Der BF1 führt seit Mai 2016 eine Beziehung mit einer österreichischen Staatsangehörigen, XXXX und lebt mit ihr in einem gemeinsamen Haushalt in Graz. Er verfügt über einen großen Freundes- und Bekanntenkreis in Österreich und ist in der Familie seiner Lebensgefährtin integriert.
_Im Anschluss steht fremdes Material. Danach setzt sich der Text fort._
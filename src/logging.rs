use std::{
    fs::{self, File, OpenOptions},
    io::{BufWriter, Write},
    path::{Path, PathBuf},
    thread,
};

use chrono::{DateTime, Local, NaiveDate};
use crossbeam_channel::{unbounded, Sender};
use once_cell::sync::Lazy;

static LOGGER: Lazy<Logger> = Lazy::new(|| Logger::new("default"));

/// 非同步檔案日誌
///
/// 呼叫端只把訊息送進 channel，寫入檔案的操作使用另一個線程處理，
/// 避免磁碟 I/O 卡住抓取流程。日誌檔依日期命名放在 log/ 底下。
pub struct Logger {
    writer: Sender<LogMessage>,
}

impl Logger {
    pub(crate) fn new(log_name: &str) -> Self {
        let name = log_name.to_string();
        let (tx, rx) = unbounded::<LogMessage>();

        thread::spawn(move || {
            let mut current_date = Local::now().date_naive();
            let mut writer = Self::open_writer(&name, current_date);
            let mut line = String::with_capacity(4096);

            while let Ok(received) = rx.recv() {
                use std::fmt::Write as _;

                // 跨日換檔，長駐的排程不會一直寫到啟動當天的檔案
                let msg_date = received.created_at.date_naive();
                if msg_date != current_date {
                    if let Some(w) = writer.as_mut() {
                        if !line.is_empty() && w.write_all(line.as_bytes()).is_ok() {
                            line.clear();
                        }
                        let _ = w.flush();
                    }
                    current_date = msg_date;
                    writer = Self::open_writer(&name, current_date);
                }

                if writeln!(
                    &mut line,
                    "{} {} {}",
                    received.created_at.format("%F %X%.6f"),
                    received.level,
                    received.msg
                )
                .is_err()
                {
                    continue;
                }

                // channel 清空或緩衝夠大時才落盤
                if rx.is_empty() || line.len() >= 4096 {
                    match writer.as_mut() {
                        Some(w) => {
                            if w.write_all(line.as_bytes()).is_err() || w.flush().is_err() {
                                info_console(line.clone());
                            }
                        }
                        None => info_console(line.clone()),
                    }

                    line.clear();
                }
            }
        });

        Logger { writer: tx }
    }

    pub(crate) fn info(&self, log: String) {
        self.send(log::Level::Info, log);
    }

    pub(crate) fn warn(&self, log: String) {
        self.send(log::Level::Warn, log);
    }

    pub(crate) fn error(&self, log: String) {
        self.send(log::Level::Error, log);
    }

    pub(crate) fn debug(&self, log: String) {
        self.send(log::Level::Debug, log);
    }

    fn send(&self, level: log::Level, msg: String) {
        if let Err(why) = self.writer.send(LogMessage::new(level, msg)) {
            error_console(why.to_string());
        }
    }

    fn open_writer(name: &str, date: NaiveDate) -> Option<BufWriter<File>> {
        let log_path = Self::log_file_path(name, date)?;

        OpenOptions::new()
            .create(true)
            .append(true)
            .open(log_path)
            .ok()
            .map(BufWriter::new)
    }

    fn log_file_path(name: &str, date: NaiveDate) -> Option<PathBuf> {
        let path = Path::new("log");

        if !path.exists() {
            fs::create_dir_all(path).ok()?;
        }

        let mut log_path = PathBuf::from(path);
        log_path.push(format!("{}_{}.log", name, date.format("%Y-%m-%d")));

        Some(log_path)
    }
}

pub struct LogMessage {
    pub level: log::Level,
    pub msg: String,
    pub created_at: DateTime<Local>,
}

impl LogMessage {
    pub fn new(level: log::Level, msg: String) -> Self {
        LogMessage {
            level,
            msg,
            created_at: Local::now(),
        }
    }
}

pub fn info_file_async(log: String) {
    LOGGER.info(log);
}

pub fn warn_file_async(log: String) {
    LOGGER.warn(log);
}

pub fn error_file_async(log: String) {
    LOGGER.error(log);
}

pub fn debug_file_async(log: String) {
    LOGGER.debug(log);
}

pub fn info_console(log: String) {
    println!(
        "{} Info {}",
        Local::now().format("%Y-%m-%d %H:%M:%S.%3f"),
        log
    );
}

pub fn error_console(log: String) {
    println!(
        "{} Error {}",
        Local::now().format("%Y-%m-%d %H:%M:%S.%3f"),
        log
    );
}

#[cfg(test)]
mod tests {
    use super::*;

    #[test]
    fn test_log_message() {
        let msg = LogMessage::new(log::Level::Info, "測試".to_string());
        assert_eq!(msg.level, log::Level::Info);
        assert_eq!(msg.msg, "測試");
    }

    #[test]
    fn test_log_file_path_follows_date() {
        let d1 = NaiveDate::from_ymd_opt(2025, 5, 8).unwrap();
        let d2 = NaiveDate::from_ymd_opt(2025, 5, 9).unwrap();

        let p1 = Logger::log_file_path("default", d1).unwrap();
        let p2 = Logger::log_file_path("default", d2).unwrap();

        assert!(p1.ends_with("default_2025-05-08.log"));
        assert!(p2.ends_with("default_2025-05-09.log"));
        assert_ne!(p1, p2);
    }
}
use anyhow::{anyhow, Result};
use chrono::NaiveDate;

use crate::{cache::SHARE, util::datetime::Weekend};

pub mod backfill;
pub mod cache;
pub mod calculation;
pub mod config;
pub mod crawler;
pub mod database;
pub mod declare;
pub mod logging;
pub mod scheduler;
pub mod util;

#[tokio::main]
async fn main() -> Result<()> {
    dotenv::dotenv().ok();
    SHARE.load().await;

    if let Err(why) = backfill::stock_list::execute().await {
        logging::error_file_async(format!("股票主檔匯入失敗 ({:?})", why));
    }

    match parse_args()? {
        Some((start, end)) => backfill_range(start, end).await?,
        None => {
            let mut sched = scheduler::start().await?;
            logging::info_console("排程執行中，按 Ctrl-C 結束".to_string());
            tokio::signal::ctrl_c().await?;
            sched.shutdown().await?;
            logging::info_file_async("收到中斷訊號，排程已停止".to_string());
        }
    }

    Ok(())
}

/// 解析 `--start YYYY-MM-DD [--end YYYY-MM-DD]`，
/// 沒有指定日期區間時以排程模式執行
fn parse_args() -> Result<Option<(NaiveDate, NaiveDate)>> {
    let args: Vec<String> = std::env::args().collect();
    let mut start = None;
    let mut end = None;

    let mut i = 1;
    while i < args.len() {
        match args[i].as_str() {
            "--start" | "--end" => {
                let value = args
                    .get(i + 1)
                    .ok_or_else(|| anyhow!("{} 需要日期參數（YYYYMMDD 或 YYYY-MM-DD）", args[i]))?;
                let date = parse_date_arg(value)?;
                if args[i] == "--start" {
                    start = Some(date);
                } else {
                    end = Some(date);
                }
                i += 2;
            }
            other => return Err(anyhow!("未知的參數 {}", other)),
        }
    }

    match (start, end) {
        (Some(s), e) => {
            let e = e.unwrap_or(s);
            if e < s {
                return Err(anyhow!("--end 不可早於 --start"));
            }
            Ok(Some((s, e)))
        }
        (None, Some(_)) => Err(anyhow!("--end 需搭配 --start 使用")),
        (None, None) => Ok(None),
    }
}

fn parse_date_arg(value: &str) -> Result<NaiveDate> {
    NaiveDate::parse_from_str(value, "%Y%m%d")
        .or_else(|_| NaiveDate::parse_from_str(value, "%Y-%m-%d"))
        .map_err(|why| anyhow!("無法解析日期 {}：{:?}", value, why))
}

/// 依日期區間逐日回補，已入庫的交易日不重抓
async fn backfill_range(start: NaiveDate, end: NaiveDate) -> Result<()> {
    let mut date = start;
    while date <= end {
        if date.is_weekend() {
            date = next_day(date)?;
            continue;
        }
        if database::table::daily_quote::DailyQuote::exists(date).await? {
            logging::info_file_async(format!("{} 已回補過，略過", date));
            date = next_day(date)?;
            continue;
        }

        logging::info_file_async(format!("開始回補 {}", date));
        let (quote, institutional, credit, ticket, valuation) = tokio::join!(
            backfill::quote::execute(date),
            backfill::institutional::execute(date),
            backfill::credit::execute(date),
            backfill::ticket::execute(date),
            backfill::valuation::execute(date)
        );
        for (name, result) in [
            ("收盤行情", quote),
            ("三大法人", institutional),
            ("融資融券", credit),
            ("融券借券", ticket),
            ("估值指標", valuation),
        ] {
            match result {
                Ok(count) => {
                    logging::info_file_async(format!("{} {} 回補完成 count:{}", date, name, count));
                }
                Err(why) => {
                    logging::error_file_async(format!("{} {} 回補失敗 ({:?})", date, name, why));
                }
            }
        }

        match calculation::execute(date).await {
            Ok(count) => {
                logging::info_file_async(format!("{} 技術指標計算完成 count:{}", date, count));
            }
            Err(why) => {
                logging::error_file_async(format!("{} 技術指標計算失敗 ({:?})", date, why));
            }
        }

        date = next_day(date)?;
    }

    Ok(())
}

fn next_day(date: NaiveDate) -> Result<NaiveDate> {
    date.succ_opt()
        .ok_or_else(|| anyhow!("日期超出範圍 {}", date))
}

#[cfg(test)]
mod tests {
    use super::*;

    #[test]
    fn next_day_should_work() {
        let date = NaiveDate::from_ymd_opt(2025, 5, 8).unwrap();
        assert_eq!(next_day(date).unwrap(), NaiveDate::from_ymd_opt(2025, 5, 9).unwrap());
    }

    #[test]
    fn parse_date_arg_accepts_both_formats() {
        let expected = NaiveDate::from_ymd_opt(2025, 5, 8).unwrap();
        assert_eq!(parse_date_arg("20250508").unwrap(), expected);
        assert_eq!(parse_date_arg("2025-05-08").unwrap(), expected);
        assert!(parse_date_arg("2025/05/08").is_err());
    }
}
Der BF1 hat in der Zeit vom 28.11.2016 bis 20.12.2016 das Seminar „Deutsch lernen für AsylwerberInnen – A1.1“ absolviert und hat am 26.07.2017 am Werte- und Orientierungskurs des Österreichischen Integrationsfonds teilgenommen. Der BF verfügt über Grundkenntnisse der deutschen Sprache, die ihm eine Alltagskommunikation ermöglichen, hat jedoch bislang keine Deutsch-Sprachprüfung erfolgreich abgelegt.

Der BF1 ist strafrechtlich unbescholten.

Der BF2 wurde am XXXX in Bagdad geboren und ist dort aufgewachsen. Der BF2 verfügt über einen gültigen irakischen Reisepass. Die Muttersprache des BF2 ist Arabisch.

Der BF2 ist geschieden und kinderlos. Er absolvierte in Bagdad seine Schulbildung (6 Jahre Grundschule, 2 Jahre Mittelschule) und war als Friseur und zuletzt als Verkäufer im Irak tätig.

Der BF2 ist gesund und arbeitsfähig. Er bezieht derzeit Leistungen aus der staatlichen Grundversorgung und geht keiner legalen Erwersbstätigkeit im Bundesgebiet nach. Er verfügt in Österreich über einen verbindlichen Dienstvorvertrag als Friseur. Sein Bruttolohn würde demnach bei Beschäftigung XXXX Euro monatlich betragen.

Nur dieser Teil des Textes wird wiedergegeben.